The most important responsibility of the Joint Commission is dispute resolution, which can be triggered by any member of the Joint Commission who believes that commitments under the JCPOA are not being met. The dispute resolution mechanism includes a 35-day process to resolve any such concerns, including referral to the Foreign Ministers of Iran and the P5+1 and establishment of an Advisory Broad to provide a non-binding opinion to the Joint Commission. If these measures fail to resolve the dispute, any member of the Joint Commission can refer the issue to the UN Security Council. The Security Council, in accordance with its procedures, would then be required to vote on a resolution to continue sanctions relief. Under this procedure, any permanent member could veto the continuation of sanctions relief, as opposed to a procedure requiring consensus of the permanent members to re-impose sanctions. If the UN Security Council fails to pass a resolution within 30 days, all sanctions under the previous UN Security Council resolutions would be reapplied. The provision for automatic re-imposition of UN sanctions expires after 10 years, although US officials say there is a side political agreement among the P5+1 to re-impose UN sanctions in years 11-15 if Iran violates the agreement.

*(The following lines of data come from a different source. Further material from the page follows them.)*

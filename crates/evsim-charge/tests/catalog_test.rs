//! The bundled message catalogs carry every value the driver and the
//! simulator put on the bus

use std::path::PathBuf;

use evsim_bus::{MessageCatalog, SignalSnapshot, SignalValue};
use evsim_charge::signals::{
    charge_info, ev_charge_targets, ev_max_limits, ev_plug_status, evse_id, evse_max_limits,
    evse_regulation_limits, evse_status, labels,
};
use evsim_charge::{PilotState, ProximityState, SessionState};
use pretty_assertions::assert_eq;
use rstest::rstest;

fn bundled(name: &str) -> MessageCatalog {
    let path = PathBuf::from(env!("CARGO_MANIFEST_DIR"))
        .join("../../config/catalogs")
        .join(name);
    MessageCatalog::from_file(&path).unwrap()
}

#[rstest]
#[case::init(SessionState::Init)]
#[case::charge(SessionState::Charge)]
#[case::shut_off(SessionState::ShutOff)]
#[case::error(SessionState::Error)]
fn test_state_labels_survive_the_wire(#[case] state: SessionState) {
    let catalog = bundled("isc_cme.yaml");
    let def = catalog.get(charge_info::MESSAGE).unwrap();
    let id = evsim_bus::catalog::parse_can_id(&def.id).unwrap();

    let bytes = catalog
        .encode(
            charge_info::MESSAGE,
            &SignalSnapshot::new()
                .with(charge_info::STATE_MACHINE_STATE, state)
                .with(charge_info::CONTROL_PILOT_STATE, PilotState::C),
        )
        .unwrap();
    let (_, decoded) = catalog.decode(id, &bytes).unwrap();

    assert_eq!(
        decoded.label(charge_info::STATE_MACHINE_STATE),
        Some(state.label())
    );
    assert_eq!(decoded.label(charge_info::CONTROL_PILOT_STATE), Some("C"));
}

#[rstest]
#[case::max_limits(ev_max_limits::MESSAGE, ev_max_limits::MAX_POWER, 150_000.0)]
#[case::precharge(ev_charge_targets::MESSAGE, ev_charge_targets::PRECHARGE_VOLTAGE, 400.0)]
#[case::ramp_step(evse_status::MESSAGE, evse_status::PRESENT_VOLTAGE, 30.8)]
#[case::precharge_current(evse_status::MESSAGE, evse_status::PRESENT_CURRENT, 0.1)]
#[case::evse_id(evse_id::MESSAGE, evse_id::EVSE_ID, 3_735_928_559.0)]
#[case::max_power(evse_max_limits::MESSAGE, evse_max_limits::MAX_POWER, 500_000.0)]
#[case::ripple(
    evse_regulation_limits::MESSAGE,
    evse_regulation_limits::PEAK_CURRENT_RIPPLE,
    5.0
)]
fn test_numbers_survive_the_wire(
    #[case] message: &str,
    #[case] signal: &str,
    #[case] value: f64,
) {
    let catalog = bundled("isc_cme.yaml");
    let def = catalog.get(message).unwrap();
    let id = evsim_bus::catalog::parse_can_id(&def.id).unwrap();

    let bytes = catalog
        .encode(message, &SignalSnapshot::new().with(signal, value))
        .unwrap();
    let (_, decoded) = catalog.decode(id, &bytes).unwrap();

    let decoded = decoded.number(signal).unwrap();
    assert!((decoded - value).abs() < 1e-6, "{} decoded as {}", value, decoded);
}

#[test]
fn test_station_defaults_encode() {
    let catalog = bundled("isc_cme.yaml");
    let defaults = SignalSnapshot::new()
        .with(evse_status::PRESENT_CURRENT, SignalValue::NotAvailable)
        .with(evse_status::PRESENT_VOLTAGE, SignalValue::NotAvailable)
        .with(evse_status::ISOLATION_STATUS, labels::INVALID)
        .with(evse_status::FREE_SERVICE, 1.0)
        .with(evse_status::VOLTAGE_LIMIT_ACHIEVED, labels::FALSE)
        .with(evse_status::STATUS_CODE, labels::EVSE_READY)
        .with(evse_status::CURRENT_LIMIT_ACHIEVED, labels::FALSE)
        .with(evse_status::POWER_LIMIT_ACHIEVED, labels::FALSE)
        .with(evse_status::PROCESSING_CA, SignalValue::NotAvailable)
        .with(evse_status::PROCESSING_CPD, SignalValue::NotAvailable)
        .with(evse_status::PROCESSING_CC, SignalValue::NotAvailable);

    let bytes = catalog.encode(evse_status::MESSAGE, &defaults).unwrap();
    let (_, decoded) = catalog.decode(0x610, &bytes).unwrap();
    assert_eq!(decoded, defaults);
}

#[test]
fn test_station_only_receives_controller_messages() {
    let catalog = bundled("isc_cme.yaml");
    let from_controller: Vec<&str> = catalog
        .messages()
        .filter(|def| def.is_sent_by("CME"))
        .map(|def| def.name.as_str())
        .collect();
    assert_eq!(
        from_controller,
        vec![
            charge_info::MESSAGE,
            ev_charge_targets::MESSAGE,
            ev_max_limits::MESSAGE
        ]
    );
}

#[rstest]
#[case::plugged(5.0, PilotState::B, ProximityState::Type2Connected13A)]
#[case::unplugged(0.0, PilotState::E, ProximityState::NotConnected)]
fn test_plug_status_encodes(
    #[case] duty_cycle: f64,
    #[case] pilot: PilotState,
    #[case] proximity: ProximityState,
) {
    let catalog = bundled("isc_cms.yaml");
    let def = catalog.get(ev_plug_status::MESSAGE).unwrap();
    assert!(!def.is_sent_by("CMS"));

    let snapshot = SignalSnapshot::new()
        .with(ev_plug_status::DUTY_CYCLE, duty_cycle)
        .with(ev_plug_status::CONTROL_PILOT_STATE, pilot)
        .with(ev_plug_status::PROXIMITY_PIN_STATE, proximity);
    let bytes = catalog.encode(ev_plug_status::MESSAGE, &snapshot).unwrap();
    let (_, decoded) = catalog.decode(0x620, &bytes).unwrap();
    assert_eq!(decoded, snapshot);
}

Research assistance by Henry Rome.
Timeline for implementing nuclear deal
July 14, 2015
“Finalization Day”: Announcement of nuclear deal with Iran.
Agreement submitted to UN Security Council and codified in new UN Security Council Resolution, which takes effect in 90 days.
“Adoption Day”: 90 days after UN Security Council Resolution is passed, agreement formally takes effect. Iran required to provide access to IAEA to resolve Possible Military Dimension issue.
“Implementation Day”: *Not tied to particular date. Upon IAEA verification that Iran has completed key nuclear steps, sanctions relief take effect.
Eight years after Adoption Day
“Transition Day”: Additional sanctions relieved, including EU arms embargo. US will consider terminating sanctions it previously only suspended.
Ten years after Adoption Day
“Termination Day”: UN Security Council Resolution is terminated and Iran file at United Nations is closed.